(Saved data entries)
#[cfg(test)]
mod tests {
    use super::*;
    use chrono::{TimeZone, Utc};

    fn employee(id: i32, name: &str, department: &str, operator: Operator) -> employee::Model {
        employee::Model {
            id,
            name: name.into(),
            operator,
            department: department.into(),
            position: "Staff".into(),
            grade: None,
            date_joined: None,
            schema_version: 1,
        }
    }

    fn task(id: i32, employee_id: i32, category: Category, status: task::Status) -> task::Model {
        task::Model {
            id,
            employee_id,
            name: format!("task {id}"),
            owner: "HR".into(),
            status,
            due_date: None,
            comments: None,
            category,
            year: (category == Category::Performance).then_some(2025),
            schema_version: 1,
        }
    }

    fn request(
        id: i32,
        employee_id: i32,
        kind: &str,
        status: hr_request::Status,
        assigned_to: Option<&str>,
        hour: u32,
    ) -> hr_request::Model {
        let at = Utc
            .with_ymd_and_hms(2025, 3, 1, hour, 0, 0)
            .unwrap()
            .fixed_offset();
        hr_request::Model {
            id,
            employee_id,
            request_type: kind.into(),
            status,
            description: None,
            assigned_to: assigned_to.map(str::to_string),
            created_at: at,
            updated_at: at,
            schema_version: 1,
        }
    }

    #[test]
    fn progress_rounds_half_up() {
        assert_eq!(progress_percent(3, 7), 43);
        assert_eq!(progress_percent(1, 8), 13);
        assert_eq!(progress_percent(1, 3), 33);
        assert_eq!(progress_percent(2, 3), 67);
        assert_eq!(progress_percent(4, 4), 100);
        assert_eq!(progress_percent(0, 0), 0);
    }

    #[test]
    fn stats_count_employees_with_open_tasks() {
        use task::Status::*;
        let snapshot = Snapshot {
            employees: vec![
                employee(1, "A", "Kitchen", Operator::Kien),
                employee(2, "B", "Kitchen", Operator::Kien),
            ],
            tasks: vec![
                task(1, 1, Category::Onboarding, Done),
                task(2, 1, Category::Onboarding, NotStarted),
                task(3, 1, Category::Onboarding, InProgress),
                task(4, 2, Category::Separation, Done),
                task(5, 2, Category::Separation, Done),
            ],
            requests: vec![
                request(1, 1, "Sim Card", hr_request::Status::New, None, 8),
                request(2, 1, "NOC", hr_request::Status::InProgress, None, 9),
                request(3, 2, "EOS", hr_request::Status::Completed, None, 10),
            ],
            ..Snapshot::default()
        };
        let stats = stats(&snapshot);
        assert_eq!(stats.total_employees, 2);
        assert_eq!(stats.onboarding_active, 1);
        assert_eq!(stats.separation_active, 0);
        assert_eq!(stats.performance_active, 0);
        assert_eq!(stats.pending_requests, 2);
    }

    #[test]
    fn partition_puts_each_task_in_one_view() {
        use task::Status::NotStarted;
        let tasks = vec![
            task(1, 1, Category::Onboarding, NotStarted),
            task(2, 1, Category::Performance, NotStarted),
            task(3, 2, Category::Separation, NotStarted),
            task(4, 2, Category::Onboarding, NotStarted),
        ];
        let partition = partition_tasks(tasks.clone());
        assert_eq!(partition.onboarding.len(), 2);
        assert_eq!(partition.separation.len(), 1);
        assert_eq!(partition.performance.len(), 1);
        let mut ids: Vec<i32> = partition
            .onboarding
            .iter()
            .chain(&partition.separation)
            .chain(&partition.performance)
            .map(|t| t.id)
            .collect();
        ids.sort();
        assert_eq!(ids, vec![1, 2, 3, 4]);
    }

    #[test]
    fn summaries_fall_back_and_skip_finished_processes() {
        use task::Status::*;
        let snapshot = Snapshot {
            employees: vec![employee(1, "Amal", "Kitchen", Operator::DohaOasis)],
            tasks: vec![
                task(1, 1, Category::Onboarding, Done),
                task(2, 1, Category::Onboarding, NotStarted),
                task(3, 9, Category::Onboarding, NotStarted),
                task(4, 1, Category::Separation, Done),
            ],
            ..Snapshot::default()
        };
        let onboarding = process_summaries(&snapshot, Category::Onboarding);
        assert_eq!(onboarding.len(), 2);
        assert_eq!(onboarding[0].employee_name, "Amal");
        assert_eq!(onboarding[0].lead, UNASSIGNED);
        assert_eq!(onboarding[0].progress.percent, 50);
        assert_eq!(onboarding[1].employee_name, "ID: 9");
        assert!(process_summaries(&snapshot, Category::Separation).is_empty());
    }

    #[test]
    fn dashboard_orders_newest_first() {
        use task::Status::NotStarted;
        let snapshot = Snapshot {
            tasks: vec![
                task(1, 1, Category::Performance, NotStarted),
                task(2, 1, Category::Onboarding, NotStarted),
                task(3, 1, Category::Performance, NotStarted),
            ],
            requests: vec![
                request(1, 1, "NOC", hr_request::Status::New, None, 12),
                request(2, 1, "EOS", hr_request::Status::New, None, 7),
                request(3, 1, "TAF", hr_request::Status::New, None, 15),
            ],
            ..Snapshot::default()
        };
        let board = dashboard(&snapshot);
        let request_ids: Vec<_> = board.recent_requests.iter().map(|r| r.id).collect();
        assert_eq!(request_ids, vec![3, 1, 2]);
        let task_ids: Vec<_> = board.performance_tasks.iter().map(|t| t.id).collect();
        assert_eq!(task_ids, vec![3, 1]);
    }

    #[test]
    fn employee_filter_matches_name_or_department() {
        let employees = vec![
            employee(1, "Sarab Zourob", "Human Resources", Operator::DohaOasis),
            employee(2, "Lamees Ilias", "Human Resources", Operator::Kien),
            employee(3, "Kamel Razik", "Logistics", Operator::DohaOasis),
        ];
        let filter = EmployeeFilter {
            search: Some("  human ".into()),
            operator: Some(Operator::DohaOasis),
        };
        let ids: Vec<_> = filter.apply(employees.clone()).iter().map(|e| e.id).collect();
        assert_eq!(ids, vec![1]);

        let by_name = EmployeeFilter {
            search: Some("RAZIK".into()),
            operator: None,
        };
        assert_eq!(by_name.apply(employees).len(), 1);
    }

    #[test]
    fn request_filter_combines_status_assignee_and_search() {
        let employees = vec![employee(1, "Amal Nasser", "Kitchen", Operator::Kien)];
        let requests = vec![
            request(1, 1, "Sim Card", hr_request::Status::New, Some("Kiddie"), 8),
            request(2, 1, "EOS", hr_request::Status::Completed, Some("Kiddie"), 9),
            request(3, 1, "Laundry", hr_request::Status::Rejected, None, 10),
        ];

        let history = RequestFilter {
            status: RequestStatusFilter::History,
            ..RequestFilter::default()
        };
        let ids: Vec<_> = history
            .apply(requests.clone(), &employees)
            .iter()
            .map(|r| r.id)
            .collect();
        assert_eq!(ids, vec![2, 3]);

        let by_name = RequestFilter {
            search: Some("nasser".into()),
            assignee: Some("Kiddie".into()),
            status: RequestStatusFilter::Pending,
        };
        let ids: Vec<_> = by_name
            .apply(requests, &employees)
            .iter()
            .map(|r| r.id)
            .collect();
        assert_eq!(ids, vec![1]);
    }
}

Work instruction - Copy out the entries exactly. Begin at the first line and end with the line that has "let at = Utc".

Written answer -
#[cfg(test)]
mod tests {
    use super::*;
    use chrono::{TimeZone, Utc};

    fn employee(id: i32, name: &str, department: &str, operator: Operator) -> employee::Model {
        employee::Model {
            id,
            name: name.into(),
            operator,
            department: department.into(),
            position: "Staff".into(),
            grade: None,
            date_joined: None,
            schema_version: 1,
        }
    }

    fn task(id: i32, employee_id: i32, category: Category, status: task::Status) -> task::Model {
        task::Model {
            id,
            employee_id,
            name: format!("task {id}"),
            owner: "HR".into(),
            status,
            due_date: None,
            comments: None,
            category,
            year: (category == Category::Performance).then_some(2025),
            schema_version: 1,
        }
    }

    fn request(
        id: i32,
        employee_id: i32,
        kind: &str,
        status: hr_request::Status,
        assigned_to: Option<&str>,
        hour: u32,
    ) -> hr_request::Model {
        let at = Utc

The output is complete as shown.